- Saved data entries
>>>>>

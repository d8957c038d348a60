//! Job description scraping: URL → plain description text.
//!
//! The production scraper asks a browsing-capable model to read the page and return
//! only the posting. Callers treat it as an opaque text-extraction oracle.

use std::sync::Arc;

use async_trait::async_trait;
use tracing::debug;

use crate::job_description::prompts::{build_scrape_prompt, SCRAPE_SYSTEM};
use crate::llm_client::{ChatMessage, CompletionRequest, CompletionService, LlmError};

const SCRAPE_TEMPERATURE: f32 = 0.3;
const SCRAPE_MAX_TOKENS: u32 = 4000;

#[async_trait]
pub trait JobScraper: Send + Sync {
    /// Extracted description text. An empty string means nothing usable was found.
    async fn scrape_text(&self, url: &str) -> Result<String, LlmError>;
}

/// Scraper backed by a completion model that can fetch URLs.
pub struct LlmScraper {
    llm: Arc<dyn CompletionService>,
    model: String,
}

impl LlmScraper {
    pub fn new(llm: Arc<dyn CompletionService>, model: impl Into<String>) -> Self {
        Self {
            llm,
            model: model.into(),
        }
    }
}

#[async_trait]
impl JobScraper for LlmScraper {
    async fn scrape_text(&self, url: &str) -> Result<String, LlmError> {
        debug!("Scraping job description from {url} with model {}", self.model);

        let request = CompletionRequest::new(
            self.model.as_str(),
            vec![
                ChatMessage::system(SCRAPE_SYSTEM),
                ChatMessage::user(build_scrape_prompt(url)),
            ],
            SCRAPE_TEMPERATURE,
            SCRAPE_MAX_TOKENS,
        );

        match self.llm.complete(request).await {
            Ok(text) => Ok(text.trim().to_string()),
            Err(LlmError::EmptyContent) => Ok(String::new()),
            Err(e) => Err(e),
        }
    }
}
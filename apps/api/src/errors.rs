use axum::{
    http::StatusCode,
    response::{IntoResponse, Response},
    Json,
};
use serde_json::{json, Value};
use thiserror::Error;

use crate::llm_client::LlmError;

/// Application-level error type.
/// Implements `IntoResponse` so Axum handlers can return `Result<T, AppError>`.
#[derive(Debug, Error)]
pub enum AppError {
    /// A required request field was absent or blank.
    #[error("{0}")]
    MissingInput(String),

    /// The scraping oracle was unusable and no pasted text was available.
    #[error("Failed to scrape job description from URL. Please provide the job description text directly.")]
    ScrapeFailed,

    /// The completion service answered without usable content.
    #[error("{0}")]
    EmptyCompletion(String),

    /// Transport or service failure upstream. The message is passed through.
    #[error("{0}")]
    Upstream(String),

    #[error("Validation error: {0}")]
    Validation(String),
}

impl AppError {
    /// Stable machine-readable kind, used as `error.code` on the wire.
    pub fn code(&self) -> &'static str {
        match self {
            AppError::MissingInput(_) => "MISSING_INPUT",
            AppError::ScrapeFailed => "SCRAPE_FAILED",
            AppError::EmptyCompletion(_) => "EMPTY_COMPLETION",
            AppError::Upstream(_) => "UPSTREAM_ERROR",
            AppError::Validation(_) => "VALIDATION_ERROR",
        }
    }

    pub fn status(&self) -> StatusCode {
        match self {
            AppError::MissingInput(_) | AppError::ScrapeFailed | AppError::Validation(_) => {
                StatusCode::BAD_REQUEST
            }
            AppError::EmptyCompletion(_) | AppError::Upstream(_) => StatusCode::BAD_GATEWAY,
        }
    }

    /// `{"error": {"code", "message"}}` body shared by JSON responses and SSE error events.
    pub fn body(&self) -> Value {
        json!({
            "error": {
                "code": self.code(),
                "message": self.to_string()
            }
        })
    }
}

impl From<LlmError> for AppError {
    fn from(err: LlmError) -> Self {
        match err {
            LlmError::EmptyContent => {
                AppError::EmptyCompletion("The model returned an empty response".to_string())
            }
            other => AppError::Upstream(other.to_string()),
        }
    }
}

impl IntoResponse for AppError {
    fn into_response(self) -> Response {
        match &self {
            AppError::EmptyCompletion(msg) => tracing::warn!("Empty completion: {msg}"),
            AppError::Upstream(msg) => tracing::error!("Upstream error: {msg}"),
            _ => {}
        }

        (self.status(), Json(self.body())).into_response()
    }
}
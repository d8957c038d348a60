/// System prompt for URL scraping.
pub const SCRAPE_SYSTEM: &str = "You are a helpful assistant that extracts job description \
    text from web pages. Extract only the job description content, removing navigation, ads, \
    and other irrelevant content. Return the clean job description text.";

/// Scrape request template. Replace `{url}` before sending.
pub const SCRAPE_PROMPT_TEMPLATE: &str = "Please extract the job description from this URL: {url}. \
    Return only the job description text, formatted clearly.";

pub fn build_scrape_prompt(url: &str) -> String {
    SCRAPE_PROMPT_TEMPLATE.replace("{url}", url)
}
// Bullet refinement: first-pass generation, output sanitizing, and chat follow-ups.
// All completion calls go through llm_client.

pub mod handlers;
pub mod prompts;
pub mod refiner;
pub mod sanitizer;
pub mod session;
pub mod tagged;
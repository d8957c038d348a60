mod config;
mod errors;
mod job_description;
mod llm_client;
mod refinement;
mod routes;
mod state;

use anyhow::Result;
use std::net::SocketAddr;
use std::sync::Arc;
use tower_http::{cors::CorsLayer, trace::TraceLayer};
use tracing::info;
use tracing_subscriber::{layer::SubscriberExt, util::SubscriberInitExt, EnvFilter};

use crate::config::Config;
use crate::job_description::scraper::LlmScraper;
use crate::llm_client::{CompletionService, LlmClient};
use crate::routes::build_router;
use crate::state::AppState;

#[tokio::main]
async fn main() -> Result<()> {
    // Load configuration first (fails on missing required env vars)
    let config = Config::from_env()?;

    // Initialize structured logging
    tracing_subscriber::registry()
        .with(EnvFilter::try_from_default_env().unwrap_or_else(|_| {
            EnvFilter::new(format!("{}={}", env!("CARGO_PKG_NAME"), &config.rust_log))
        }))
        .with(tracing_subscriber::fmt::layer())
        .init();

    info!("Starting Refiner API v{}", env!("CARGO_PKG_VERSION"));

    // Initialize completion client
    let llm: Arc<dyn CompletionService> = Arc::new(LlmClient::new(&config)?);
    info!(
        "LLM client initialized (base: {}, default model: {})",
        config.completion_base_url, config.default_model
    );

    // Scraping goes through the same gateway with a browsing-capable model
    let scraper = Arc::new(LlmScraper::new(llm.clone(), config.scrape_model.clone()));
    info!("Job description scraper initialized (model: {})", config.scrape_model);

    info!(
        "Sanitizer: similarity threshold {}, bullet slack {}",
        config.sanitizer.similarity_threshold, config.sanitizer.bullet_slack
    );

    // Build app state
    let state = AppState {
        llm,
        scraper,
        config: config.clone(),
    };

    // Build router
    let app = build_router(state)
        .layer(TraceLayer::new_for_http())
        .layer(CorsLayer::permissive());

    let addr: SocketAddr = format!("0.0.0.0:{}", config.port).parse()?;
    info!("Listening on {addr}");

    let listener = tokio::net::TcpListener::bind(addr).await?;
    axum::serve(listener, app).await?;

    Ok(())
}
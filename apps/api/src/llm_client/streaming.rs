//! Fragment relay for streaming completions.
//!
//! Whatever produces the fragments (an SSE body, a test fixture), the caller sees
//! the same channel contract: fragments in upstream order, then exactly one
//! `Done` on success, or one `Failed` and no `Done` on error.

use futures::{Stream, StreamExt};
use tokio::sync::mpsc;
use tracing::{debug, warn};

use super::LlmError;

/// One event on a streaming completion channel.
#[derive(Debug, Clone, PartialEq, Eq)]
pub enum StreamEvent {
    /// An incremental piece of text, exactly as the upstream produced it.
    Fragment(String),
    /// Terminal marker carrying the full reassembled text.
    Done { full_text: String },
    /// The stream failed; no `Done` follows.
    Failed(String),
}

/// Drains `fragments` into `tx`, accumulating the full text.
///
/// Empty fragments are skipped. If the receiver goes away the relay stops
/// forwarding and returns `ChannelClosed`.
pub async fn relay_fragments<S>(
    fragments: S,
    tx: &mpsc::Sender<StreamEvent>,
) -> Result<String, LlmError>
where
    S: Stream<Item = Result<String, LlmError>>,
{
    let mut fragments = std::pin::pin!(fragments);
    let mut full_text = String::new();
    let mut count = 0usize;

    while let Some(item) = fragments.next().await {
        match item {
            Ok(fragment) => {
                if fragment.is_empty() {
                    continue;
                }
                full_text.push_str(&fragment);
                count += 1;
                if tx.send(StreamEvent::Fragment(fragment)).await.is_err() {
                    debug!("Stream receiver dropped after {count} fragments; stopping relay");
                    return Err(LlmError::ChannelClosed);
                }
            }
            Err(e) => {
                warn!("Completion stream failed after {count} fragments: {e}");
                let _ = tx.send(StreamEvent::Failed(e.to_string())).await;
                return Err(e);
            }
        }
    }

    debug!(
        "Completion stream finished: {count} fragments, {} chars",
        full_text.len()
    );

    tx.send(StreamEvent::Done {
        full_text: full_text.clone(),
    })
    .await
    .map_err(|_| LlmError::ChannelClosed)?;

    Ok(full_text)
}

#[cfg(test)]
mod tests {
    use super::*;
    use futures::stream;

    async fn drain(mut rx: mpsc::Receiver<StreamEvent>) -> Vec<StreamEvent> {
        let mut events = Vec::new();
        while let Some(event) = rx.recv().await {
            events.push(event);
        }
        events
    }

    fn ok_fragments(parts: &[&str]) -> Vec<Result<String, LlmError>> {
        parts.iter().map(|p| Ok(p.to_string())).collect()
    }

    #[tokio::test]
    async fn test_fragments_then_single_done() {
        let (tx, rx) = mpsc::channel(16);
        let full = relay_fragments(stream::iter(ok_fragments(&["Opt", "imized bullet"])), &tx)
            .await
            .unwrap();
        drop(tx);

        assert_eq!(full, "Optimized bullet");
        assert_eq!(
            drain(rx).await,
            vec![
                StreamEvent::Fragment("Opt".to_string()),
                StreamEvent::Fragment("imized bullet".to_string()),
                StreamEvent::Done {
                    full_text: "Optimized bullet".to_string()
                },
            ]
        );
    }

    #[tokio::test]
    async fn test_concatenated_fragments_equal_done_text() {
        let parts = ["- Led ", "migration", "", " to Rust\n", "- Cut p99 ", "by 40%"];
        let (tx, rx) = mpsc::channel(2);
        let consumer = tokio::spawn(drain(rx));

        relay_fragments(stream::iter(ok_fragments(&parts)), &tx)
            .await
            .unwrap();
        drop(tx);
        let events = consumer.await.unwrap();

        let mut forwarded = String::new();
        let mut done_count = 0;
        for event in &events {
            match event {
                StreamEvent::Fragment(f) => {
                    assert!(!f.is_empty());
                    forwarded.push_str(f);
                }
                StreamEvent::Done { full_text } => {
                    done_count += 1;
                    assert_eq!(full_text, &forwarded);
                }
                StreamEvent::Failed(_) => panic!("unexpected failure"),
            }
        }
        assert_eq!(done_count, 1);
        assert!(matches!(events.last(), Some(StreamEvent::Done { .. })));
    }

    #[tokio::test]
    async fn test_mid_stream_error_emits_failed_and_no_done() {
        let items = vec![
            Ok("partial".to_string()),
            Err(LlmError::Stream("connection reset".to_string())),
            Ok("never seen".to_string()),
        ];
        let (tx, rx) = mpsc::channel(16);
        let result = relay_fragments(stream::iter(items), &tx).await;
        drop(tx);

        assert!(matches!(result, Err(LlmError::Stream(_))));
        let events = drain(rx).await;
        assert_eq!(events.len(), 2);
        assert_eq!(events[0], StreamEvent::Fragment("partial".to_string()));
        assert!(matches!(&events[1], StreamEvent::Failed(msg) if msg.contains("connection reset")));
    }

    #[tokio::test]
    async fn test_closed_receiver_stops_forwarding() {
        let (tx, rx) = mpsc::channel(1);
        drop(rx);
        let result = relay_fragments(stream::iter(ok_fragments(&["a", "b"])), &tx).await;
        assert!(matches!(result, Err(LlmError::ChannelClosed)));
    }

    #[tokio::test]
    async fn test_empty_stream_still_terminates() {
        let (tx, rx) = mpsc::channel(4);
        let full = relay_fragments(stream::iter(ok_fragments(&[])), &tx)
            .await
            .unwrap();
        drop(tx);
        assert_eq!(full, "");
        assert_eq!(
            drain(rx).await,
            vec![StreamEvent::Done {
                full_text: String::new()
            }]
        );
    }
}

<<<<<

- What is required
With the line containing "use crate::llm_client::LlmError;" as the last one, please set down exactly the lines of the records above from their very first line, and nothing more.

- Finished exercise
repository d8957c038d348a60
//! Job description scraping: URL → plain description text.
//!
//! The production scraper asks a browsing-capable model to read the page and return
//! only the posting. Callers treat it as an opaque text-extraction oracle.

use std::sync::Arc;

use async_trait::async_trait;
use tracing::debug;

use crate::job_description::prompts::{build_scrape_prompt, SCRAPE_SYSTEM};
use crate::llm_client::{ChatMessage, CompletionRequest, CompletionService, LlmError};

const SCRAPE_TEMPERATURE: f32 = 0.3;
const SCRAPE_MAX_TOKENS: u32 = 4000;

#[async_trait]
pub trait JobScraper: Send + Sync {
    /// Extracted description text. An empty string means nothing usable was found.
    async fn scrape_text(&self, url: &str) -> Result<String, LlmError>;
}

/// Scraper backed by a completion model that can fetch URLs.
pub struct LlmScraper {
    llm: Arc<dyn CompletionService>,
    model: String,
}

impl LlmScraper {
    pub fn new(llm: Arc<dyn CompletionService>, model: impl Into<String>) -> Self {
        Self {
            llm,
            model: model.into(),
        }
    }
}

#[async_trait]
impl JobScraper for LlmScraper {
    async fn scrape_text(&self, url: &str) -> Result<String, LlmError> {
        debug!("Scraping job description from {url} with model {}", self.model);

        let request = CompletionRequest::new(
            self.model.as_str(),
            vec![
                ChatMessage::system(SCRAPE_SYSTEM),
                ChatMessage::user(build_scrape_prompt(url)),
            ],
            SCRAPE_TEMPERATURE,
            SCRAPE_MAX_TOKENS,
        );

        match self.llm.complete(request).await {
            Ok(text) => Ok(text.trim().to_string()),
            Err(LlmError::EmptyContent) => Ok(String::new()),
            Err(e) => Err(e),
        }
    }
}
filename apps/api/src/errors.rs
use axum::{
    http::StatusCode,
    response::{IntoResponse, Response},
    Json,
};
use serde_json::{json, Value};
use thiserror::Error;

use crate::llm_client::LlmError;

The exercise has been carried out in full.